Dass die herrschenden Klassen dieses Programm verfolgen, erstaunt nicht. Sehr wohl aber, dass ein Teil der Linken dabei mitmacht. Ebenfalls mag es erstaunen, dass vor allem aus dem sich als „antiautoritär“ und „zivilgesellschaftlich“ verstehenden Milieu heraus die aggressivsten Stimmen laut wurden und werden. Die Massivität der verbalen und auch körperlichen Angriffe, mit der wir seit den Corona- Jahren konfrontiert waren, hätten wir uns
vor wenigen Jahren kaum vorstellen können. Ebenso wenig die Bereitschaft, staatliche und betriebliche Zwangsmaßnahmen mitzutragen oder sogar noch einzufordern. Warnzeichen mit noch weit drastischeren Folgen gab es allerdings: Etwa die breite Zustimmung eines ähnlichen Milieus in Ägypten zu den Massakern der an die Macht geputschten Militärjunta in Ägypten 2013; die hierzulande populäre Kampagne „Adopt a revolution“ für ein Eingreifen der NATO in den Bürgerkrieg in Syrien; die mit Achselzucken quittierte Dominanz
nationalistischer und faschistischer Kräfte beim „Maidan“ in Kiew Ende 2013/14 u.a.m. Dieses Milieu ist heute sehr stark akademisch geprägt, aber nicht ausschließlich; unter den Unterstützern der Militärjunta in Ägypten und der Junta in der Ukraine finden sich auch Vertreter „Unabhängiger Gewerkschaften“, denen ihr grundsätzliches Engagement und persönliche Opferbereitschaft nicht abzusprechen ist. Der Mythos „Rojava“ lässt international Freiwillige erst in den syrischen Bürgerkrieg ziehen und von dort weiter zur Waffenbrüderschaft mit dem Azov- Regiment u.a. nationalistischen Verbänden.
Entsprechend sind auch in Deutschland kleine Gruppen wie die anarchosyndikalistische „Freie Arbeiter-Union“ oder das „Anarchist Black Cross“ damit beschäftigt, Geld für Waffen für unsere „Brüder und Schwestern in den Schützengräben“ der Ostfront zu sammeln. Wir stehen also vor einem politischen Problem, dem wir allein mit Polemiken gegen einzelne
Gruppen oder populäre Vertreter dieses Milieus nicht beikommen. Wir müssen versuchen, zu verstehen, welche gesellschaftlichen Entwicklungen heute ihre Wirkung entfalten. Es gibt glücklicherweise viele, die über die Ausweitung des Verbotes der Kritik an staatlichen Maßnahmen über „Seuchengesetze“ hinaus auf die an der (faktischen) Beteiligung Deutschlands am dritten Krieg mit Russland in den letzten hundert Jahren unsicher geworden sind. Es gibt auch viele junge Menschen, die erst in der Zeit des Lockdowns politisiert worden sind und die Auseinandersetzungen nicht „live“, sondern in den sozialen Medien mitbekommen haben.

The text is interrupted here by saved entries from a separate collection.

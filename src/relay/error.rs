//! Relay error types

use crate::devices::DeviceId;

/// Error type for relay operations
#[derive(Debug, Clone, PartialEq, Eq, thiserror::Error)]
pub enum RelayError {
    /// A live producer already owns this device's feed
    #[error("device already has a live producer: {0}")]
    ProducerAlreadyActive(DeviceId),

    /// The session is not (or is no longer) the device's producer
    #[error("session {session_id} is not the producer for {device}")]
    ProducerMismatch { device: DeviceId, session_id: u64 },
}
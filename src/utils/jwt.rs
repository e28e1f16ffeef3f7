// src/utils/jwt.rs

use std::time::{SystemTime, UNIX_EPOCH};

use axum::{
    body::Body,
    extract::State,
    http::{Request, StatusCode, header},
    middleware::Next,
    response::Response,
};
use jsonwebtoken::{DecodingKey, EncodingKey, Header, Validation, decode, encode};
use serde::{Deserialize, Serialize};

use crate::{config::Config, error::AppError};

/// JWT Claims structure.
#[derive(Debug, Deserialize, Serialize, Clone)]
pub struct Claims {
    /// Subject - Stores the User ID (as string).
    pub sub: String,
    /// Expiration time as Unix timestamp.
    pub exp: usize,
}

impl Claims {
    /// The authenticated user's ID.
    pub fn user_id(&self) -> i64 {
        self.sub.parse().unwrap_or(0)
    }
}

/// Signs a new JWT for the user.
pub fn sign_jwt(id: i64, secret: &str, expiration_seconds: u64) -> Result<String, AppError> {
    // Calculate expiration: current time + expiration_seconds
    let expiration = SystemTime::now()
        .duration_since(UNIX_EPOCH)
        .map_err(|e| AppError::InternalServerError(e.to_string()))?
        .as_secs() as usize
        + expiration_seconds as usize;

    let claims = Claims {
        sub: id.to_string(), // Store User ID in 'sub' claim
        exp: expiration,
    };

    encode(
        &Header::default(),
        &claims,
        &EncodingKey::from_secret(secret.as_bytes()),
    )
    .map_err(|e| AppError::InternalServerError(e.to_string()))
}

/// Verifies and decodes a JWT string.
///
/// Returns the `Claims` if valid, otherwise returns an `AppError`.
pub fn verify_jwt(token: &str, secret: &str) -> Result<Claims, AppError> {
    let token_data = decode(
        token,
        &DecodingKey::from_secret(secret.as_bytes()),
        &Validation::default(),
    )
    .map_err(|_| AppError::AuthError("Invalid token".to_string()))?;

    Ok(token_data.claims)
}

/// Axum Middleware: Authentication.
///
/// Intercepts requests, validates the 'Authorization: Bearer <token>' header.
/// If valid, injects `Claims` into the request extensions for handlers to use.
/// If invalid, returns 401 Unauthorized.
pub async fn auth_middleware(
    State(config): State<Config>,
    mut req: Request<Body>,
    next: Next,
) -> Result<Response, StatusCode> {
    let auth_header = req
        .headers()
        .get(header::AUTHORIZATION)
        .and_then(|value| value.to_str().ok());

    let token = match auth_header {
        Some(header) if header.starts_with("Bearer ") => &header[7..],
        _ => return Err(StatusCode::UNAUTHORIZED),
    };

    match verify_jwt(token, &config.jwt_secret) {
        Ok(claims) => {
            req.extensions_mut().insert(claims);
            Ok(next.run(req).await)
        }
        Err(_) => Err(StatusCode::UNAUTHORIZED),
    }
}
// src/db/mod.rs
//
// Data access layer. Queries are runtime-checked; JSON-shaped columns
// (questions, raw answers, per-question verdicts) are stored as TEXT and
// (de)serialized here so the rest of the crate only sees domain types.

pub mod assessment;
pub mod attempt;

Um an dieser Stelle eine von vielen Fragen in den Mittelpunkt zu stellen: Wie funktioniert heute die Konditionierung der Öffentlichen Meinung (Medien)?

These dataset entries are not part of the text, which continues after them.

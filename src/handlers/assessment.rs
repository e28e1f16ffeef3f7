// src/handlers/assessment.rs

use axum::{
    Extension, Json,
    extract::{Path, State},
    http::StatusCode,
    response::IntoResponse,
};
use chrono::Utc;
use sqlx::SqlitePool;
use validator::Validate;

use crate::{
    db,
    error::AppError,
    models::{
        assessment::{
            AssessmentSummary, AuthorAssessmentResponse, CreateAssessmentRequest,
            PublicAssessmentResponse, UpdateCloseAtRequest,
        },
        question::Question,
    },
    scheduling,
    utils::jwt::Claims,
};

/// Creates a new assessment with its questions. The caller becomes the author.
///
/// Rejects zero-question assessments at publish time so `EmptyAssessment`
/// never reaches students, and rejects a `close_at` that is already in the
/// past.
pub async fn create_assessment(
    State(pool): State<SqlitePool>,
    Extension(claims): Extension<Claims>,
    Json(payload): Json<CreateAssessmentRequest>,
) -> Result<impl IntoResponse, AppError> {
    if let Err(validation_errors) = payload.validate() {
        return Err(AppError::BadRequest(validation_errors.to_string()));
    }

    if payload.questions.is_empty() {
        return Err(AppError::EmptyAssessment);
    }

    let now = Utc::now();
    if let Some(close_at) = payload.close_at {
        if close_at <= now {
            return Err(AppError::BadRequest(
                "close_at must be in the future".to_string(),
            ));
        }
    }

    for (idx, question) in payload.questions.iter().enumerate() {
        question
            .check_consistency()
            .map_err(|msg| AppError::BadRequest(format!("question {}: {}", idx + 1, msg)))?;
    }

    // Question ids are assigned server-side, sequential within the assessment.
    let questions: Vec<Question> = payload
        .questions
        .into_iter()
        .enumerate()
        .map(|(idx, q)| Question {
            id: idx as i64 + 1,
            prompt: q.prompt,
            kind: q.kind,
            options: q.options,
            answer_key: q.answer_key,
            points: q.points,
        })
        .collect();

    let id = db::assessment::insert_assessment(
        &pool,
        &payload.title,
        &payload.description,
        payload.chapter_id,
        payload.close_at,
        &questions,
        claims.user_id(),
        now,
    )
    .await?;

    Ok((StatusCode::CREATED, Json(serde_json::json!({ "id": id }))))
}

/// Lists all assessments (catalog rows, no questions).
pub async fn list_assessments(
    State(pool): State<SqlitePool>,
) -> Result<impl IntoResponse, AppError> {
    let now = Utc::now();
    let rows = db::assessment::list_assessments(&pool).await?;

    let summaries: Vec<AssessmentSummary> = rows
        .into_iter()
        .map(|row| AssessmentSummary {
            id: row.id,
            title: row.title,
            description: row.description,
            close_at: row.close_at,
            gate: scheduling::gate_state(row.close_at, now),
        })
        .collect();

    Ok(Json(summaries))
}

/// Fetches one assessment definition.
///
/// The author receives the full definition; everyone else receives the
/// public view with answer keys stripped.
pub async fn get_assessment(
    State(pool): State<SqlitePool>,
    Extension(claims): Extension<Claims>,
    Path(id): Path<i64>,
) -> Result<impl IntoResponse, AppError> {
    let assessment = db::assessment::fetch_assessment(&pool, id)
        .await?
        .ok_or(AppError::NotFound("Assessment not found".to_string()))?;

    let gate = scheduling::gate_state(assessment.close_at, Utc::now());

    if assessment.created_by == claims.user_id() {
        return Ok(Json(AuthorAssessmentResponse { assessment, gate }).into_response());
    }

    let public = PublicAssessmentResponse::from_assessment(&assessment, gate);
    Ok(Json(public).into_response())
}

/// Reschedules (or clears) the close time. Author only.
///
/// A new close time must be in the future; `null` clears it and reopens the
/// assessment indefinitely.
pub async fn update_close_at(
    State(pool): State<SqlitePool>,
    Extension(claims): Extension<Claims>,
    Path(id): Path<i64>,
    Json(payload): Json<UpdateCloseAtRequest>,
) -> Result<impl IntoResponse, AppError> {
    let assessment = db::assessment::fetch_assessment(&pool, id)
        .await?
        .ok_or(AppError::NotFound("Assessment not found".to_string()))?;

    if assessment.created_by != claims.user_id() {
        return Err(AppError::Forbidden(
            "Only the author can reschedule an assessment".to_string(),
        ));
    }

    if let Some(close_at) = payload.close_at {
        if close_at <= Utc::now() {
            return Err(AppError::BadRequest(
                "close_at must be in the future".to_string(),
            ));
        }
    }

    db::assessment::update_close_at(&pool, id, payload.close_at).await?;

    Ok(StatusCode::OK)
}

Wie wird heute nicht nur das Recht auf eine individuelle Meinungsäußerung, sondern auch eine kollektive Diskussion versucht, zu verhindern?
Was bedeutet „Neoliberalismus“?
Neoliberalismus ist nur ein anderer Begriff für den Finanzkapitalismus; sein Vorgänger, der „Fordismus“, beinhaltete ein für die Nachkriegsgesellschaften prägendes Modell, in dem die Hauptantriebskraft für die politische Organisation der Gesellschaft in der industriellen Produktion lag (=“Fordismus“). Aus der Krise dieses Gesellschaftsmodells heraus entwickelte sich eine Vorherrschaft des Finanzkapitals, das allein der Akkumulation von (größtenteils fiktiven) Vermögenswerten Wert beimaß. Dieses hatte auch Auswirkungen auf die politische Verfassung des Staates: Der Rückzug des Staates aus seinen historischen Kernaufgaben, wie der gesamten öffentlichen Infrastruktur (Verkehr, Bildung, Soziales, Wohnungsbau… bis hin zu Polizei und Militär) und die Einführung von betriebswirtschaftlichen Beziehungen allerorten hat u.a. auch die Mechanismen einer öffentlichen „demokratischen“ Mitbestimmung erodieren lassen. Dort, wo einer Vermögensakkumulation enge Grenzen gesetzt sind (wie etwa der sozialen Fürsorge), wird die Arbeit tendenziell in den unbezahlten
privaten Bereich verschoben: zu Familien oder durch eine Ideologie zusammengehaltene Gemeinschaften oder Communities. Dort finden wir einen Graubereich, in dem professionelle Trägerinstitutionen und deren Projektmanager die unbezahlte „ehrenamtliche“ Arbeit organisieren. Die zahlreichen sozialen Kämpfe der 60er und 70er Jahre haben sich an
grundlegend anderen Strukturen entzündet: Sie haben sich an vielen Stellen gegen den „totalitären“ Charakter der kapitalistischen betrieblichen und staatlichen Institutionen gewehrt. Aber sie haben gleichzeitig die Gesamtheit der Gesellschaft im Auge gehabt und die Beteiligung aller Lohnabhängiger an gesellschaftlichen Weichenstellungen eingefordert, statt Partikularinteressen einzelner Untergruppen zu formulieren. Der heutige „Community-Kapitalismus“ ist nicht weniger totalitär als der fordistische „Planstaat“, aber auf eine andere
Art.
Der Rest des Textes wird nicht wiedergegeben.